Using M&A To Increase Capacity For Growth
Some businesses engage in M&A activity to increase their capabilities in R&D or to leverage manufacturing operations. Others wish to increase their market share or gain a competitive advantage. Some need to diversify their products and services while others seek to cut costs. In some cases, it’s a change of leadership which leads down the M&A route, while other companies need investment simply to survive. However, one often-overlooked reason for becoming involved in mergers and acquisitions is to enable companies (or a company) to achieve growth in the future.
Coca-Cola’s recent $575 million acquisition of AdeS – the Argentinean-based soy beverage manufacturer owned by Unilever – is an example of a mega-company reaching out to new geographical markets to expand its presence. AdeS operates throughout Latin America in countries such as Argentina, Brazil, Paraguay and Uruguay, and is the world’s second largest maker of soy-based soft beverages. Despite its relatively small sales volume compared to Coca-Cola’s – AdeS sold only 56.2 million cases of its drinks in 2015 while Coca-Cola sold 29.2 billion – this acquisition demonstrates a desire to grow in diverse and emerging markets, and enhance sales revenue.
In terms of the capacity and capability that M&A can bring to businesses, this is shown by the recent purchase of Home Retail Group for £1.4 billion by Sainsbury’s. Home Retail Group owns Argos and Homebase and its acquisition is designed to enable Sainsbury’s to widen its offerings to create what’s been described as the UK’s ‘largest non-food retailer’, rivalling both Marks & Spencer and John Lewis.

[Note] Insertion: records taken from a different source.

use std::path::Path;

use async_trait::async_trait;
use sqlx::Row;
use sqlx::sqlite::{SqliteConnectOptions, SqlitePool, SqlitePoolOptions};
use tracing::{debug, info};

use wattrent_core::db::local::{LocalStore, LocalStoreError};

/// Key-value local store in a single SQLite table.
pub struct SqliteLocalStore {
    pool: SqlitePool,
}

fn storage_error(e: impl std::fmt::Display) -> LocalStoreError {
    LocalStoreError::Storage(e.to_string())
}

impl SqliteLocalStore {
    /// Opens (creating if needed) the database file at `path` and migrates it.
    pub async fn open(path: &Path) -> Result<Self, LocalStoreError> {
        let options = SqliteConnectOptions::new()
            .filename(path)
            .create_if_missing(true);
        let pool = SqlitePool::connect_with(options)
            .await
            .map_err(|e| LocalStoreError::Storage(format!("Failed to open {}: {e}", path.display())))?;
        let store = Self { pool };
        store.run_migrations().await?;
        info!(path = %path.display(), "local store opened");
        Ok(store)
    }

    /// Private in-memory database; a single connection keeps it alive.
    pub async fn in_memory() -> Result<Self, LocalStoreError> {
        let pool = SqlitePoolOptions::new()
            .max_connections(1)
            .connect("sqlite::memory:")
            .await
            .map_err(storage_error)?;
        let store = Self { pool };
        store.run_migrations().await?;
        Ok(store)
    }

    pub async fn run_migrations(&self) -> Result<(), LocalStoreError> {
        sqlx::migrate!("./migrations")
            .run(&self.pool)
            .await
            .map_err(storage_error)?;
        Ok(())
    }

    pub fn pool(&self) -> &SqlitePool {
        &self.pool
    }
}

#[async_trait]
impl LocalStore for SqliteLocalStore {
    async fn get(
        &self,
        key: &str,
    ) -> Result<Option<String>, LocalStoreError> {
        let row = sqlx::query("SELECT value FROM kv WHERE key = ?")
            .bind(key)
            .fetch_optional(&self.pool)
            .await
            .map_err(storage_error)?;

        row.map(|row| row.try_get::<String, _>("value").map_err(storage_error))
            .transpose()
    }

    async fn set(
        &self,
        key: &str,
        value: &str,
    ) -> Result<(), LocalStoreError> {
        sqlx::query(
            "INSERT INTO kv (key, value) VALUES (?, ?)
             ON CONFLICT(key) DO UPDATE SET
                value = excluded.value,
                updated_at = strftime('%Y-%m-%dT%H:%M:%fZ', 'now')",
        )
        .bind(key)
        .bind(value)
        .execute(&self.pool)
        .await
        .map_err(storage_error)?;
        debug!(key, "local value stored");
        Ok(())
    }

    async fn remove(
        &self,
        keys: &[&str],
    ) -> Result<(), LocalStoreError> {
        let mut tx = self.pool.begin().await.map_err(storage_error)?;
        for key in keys {
            sqlx::query("DELETE FROM kv WHERE key = ?")
                .bind(*key)
                .execute(&mut *tx)
                .await
                .map_err(storage_error)?;
        }
        tx.commit().await.map_err(storage_error)?;
        debug!(?keys, "local values removed");
        Ok(())
    }
}

#[cfg(test)]
mod tests {
    use pretty_assertions::assert_eq;

    use super::*;

    #[tokio::test]
    async fn set_overwrites_existing_value() {
        let store = SqliteLocalStore::in_memory().await.unwrap();

        store.set("user_language", "en").await.unwrap();
        store.set("user_language", "zh-TW").await.unwrap();

        assert_eq!(store.get("user_language").await.unwrap().as_deref(), Some("zh-TW"));
    }

    #[tokio::test]
    async fn missing_key_is_none() {
        let store = SqliteLocalStore::in_memory().await.unwrap();

        assert_eq!(store.get("nothing").await.unwrap(), None);
    }

    #[tokio::test]
    async fn remove_only_touches_named_keys() {
        let store = SqliteLocalStore::in_memory().await.unwrap();
        store.set("a", "1").await.unwrap();
        store.set("b", "2").await.unwrap();
        store.set("c", "3").await.unwrap();

        store.remove(&["a", "c", "never-set"]).await.unwrap();

        assert_eq!(store.get("a").await.unwrap(), None);
        assert_eq!(store.get("b").await.unwrap().as_deref(), Some("2"));
        assert_eq!(store.get("c").await.unwrap(), None);
    }
}
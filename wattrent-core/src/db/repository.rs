use std::time::Duration;

use async_trait::async_trait;
use thiserror::Error;

use crate::models::{Bill, BillPatch, NewBill, UserSettings};

#[derive(Debug, Clone, Error, PartialEq, Eq)]
pub enum RepositoryError {
    #[error("Record not found")]
    NotFound,

    /// The server answered with `success: false` or a non-2xx status.
    #[error("{0}")]
    Remote(String),

    #[error("Connection error: {0}")]
    Connection(String),

    #[error("{operation} timed out after {}s", .after.as_secs())]
    Timeout {
        operation: &'static str,
        after: Duration,
    },

    #[error("Invalid response: {0}")]
    InvalidResponse(String),

    #[error("Configuration error: {0}")]
    Configuration(String),
}

impl RepositoryError {
    /// Network-level failures the user can retry; business errors are not.
    pub fn is_transient(&self) -> bool {
        matches!(self, Self::Connection(_) | Self::Timeout { .. })
    }
}

/// The remote store for bills and per-user settings.
///
/// Every call is a network round trip with no transactional guarantee.
/// Callers mutate their own state only after a call returns `Ok`.
#[async_trait]
pub trait WattRentRepository: Send + Sync {
    // Bills
    async fn create_bill(
        &self,
        bill: NewBill,
    ) -> Result<Bill, RepositoryError>;

    async fn list_bills(&self) -> Result<Vec<Bill>, RepositoryError>;

    async fn get_bill(
        &self,
        id: &str,
    ) -> Result<Bill, RepositoryError>;

    async fn update_bill(
        &self,
        id: &str,
        patch: &BillPatch,
    ) -> Result<Bill, RepositoryError>;

    async fn delete_bill(
        &self,
        id: &str,
    ) -> Result<(), RepositoryError>;

    // Settings
    async fn get_settings(
        &self,
        user_id: &str,
    ) -> Result<UserSettings, RepositoryError>;

    async fn save_settings(
        &self,
        settings: &UserSettings,
    ) -> Result<(), RepositoryError>;

    async fn update_previous_reading(
        &self,
        user_id: &str,
        reading: f64,
    ) -> Result<(), RepositoryError>;

    async fn clear_settings(
        &self,
        user_id: &str,
    ) -> Result<(), RepositoryError>;

    // Connectivity
    async fn health(&self) -> Result<String, RepositoryError>;
}

#[cfg(test)]
mod tests {
    use super::*;

    #[test]
    fn timeout_message_names_operation_and_deadline() {
        let error = RepositoryError::Timeout {
            operation: "get settings",
            after: Duration::from_secs(10),
        };

        assert_eq!(error.to_string(), "get settings timed out after 10s");
    }

    #[test]
    fn remote_error_displays_server_text_verbatim() {
        let error = RepositoryError::Remote("用戶ID不能為空".to_string());

        assert_eq!(error.to_string(), "用戶ID不能為空");
    }

    #[test]
    fn only_network_failures_are_transient() {
        assert!(RepositoryError::Connection("refused".into()).is_transient());
        assert!(
            RepositoryError::Timeout {
                operation: "x",
                after: Duration::from_secs(1)
            }
            .is_transient()
        );
        assert!(!RepositoryError::Remote("nope".into()).is_transient());
        assert!(!RepositoryError::NotFound.is_transient());
    }
}
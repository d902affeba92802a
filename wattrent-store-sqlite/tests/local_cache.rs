use pretty_assertions::assert_eq;
use tempfile::TempDir;

use wattrent_core::db::LocalCache;
use wattrent_core::{Language, UiPreferences, UserSettings};
use wattrent_store_sqlite::SqliteLocalStore;

#[tokio::test]
async fn cached_values_survive_reopening_the_file() {
    let dir = TempDir::new().unwrap();
    let path = dir.path().join("wattrent.db");
    let settings = UserSettings {
        default_rent: 9500.0,
        landlord_name: Some("陳小姐".to_string()),
        ..UserSettings::default()
    };

    {
        let store = SqliteLocalStore::open(&path).await.unwrap();
        store.cache_settings(&settings).await.unwrap();
        store.set_language(Language::ZhTw).await.unwrap();
        store
            .set_ui_preferences(&UiPreferences {
                notifications_enabled: false,
                auto_backup: true,
                language: Language::ZhTw,
            })
            .await
            .unwrap();
        store.pool().close().await;
    }

    let reopened = SqliteLocalStore::open(&path).await.unwrap();

    assert_eq!(reopened.cached_settings().await.unwrap(), Some(settings));
    assert_eq!(reopened.language().await.unwrap(), Some(Language::ZhTw));
    let prefs = reopened.ui_preferences().await.unwrap().unwrap();
    assert!(!prefs.notifications_enabled);
    assert!(prefs.auto_backup);
}

#[tokio::test]
async fn clear_cached_data_keeps_preferences() {
    let store = SqliteLocalStore::in_memory().await.unwrap();
    store.cache_settings(&UserSettings::default()).await.unwrap();
    store.set_latest_reading(1650.0).await.unwrap();
    store.set_language(Language::En).await.unwrap();

    store.clear_cached_data().await.unwrap();

    assert_eq!(store.cached_settings().await.unwrap(), None);
    assert_eq!(store.latest_reading().await.unwrap(), None);
    assert_eq!(store.language().await.unwrap(), Some(Language::En));
}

Sainsbury’s expect to grow its range of stock, with some larger stores containing Argos outlets, as well as offering online sales piggybacking on the online retail expertise which Argos already has with its Click-and-Collect service.
Companies can increase capacity by acquiring a target that allows the parent company to scale-up its volume through the allocation of assets in a more efficient manner as well as using the target’s capabilities to ‘fill in the gaps’. A harmonious merger, whereby both companies bring complimentary capabilities to the table can also be a way to grow value and increase the potential for future success.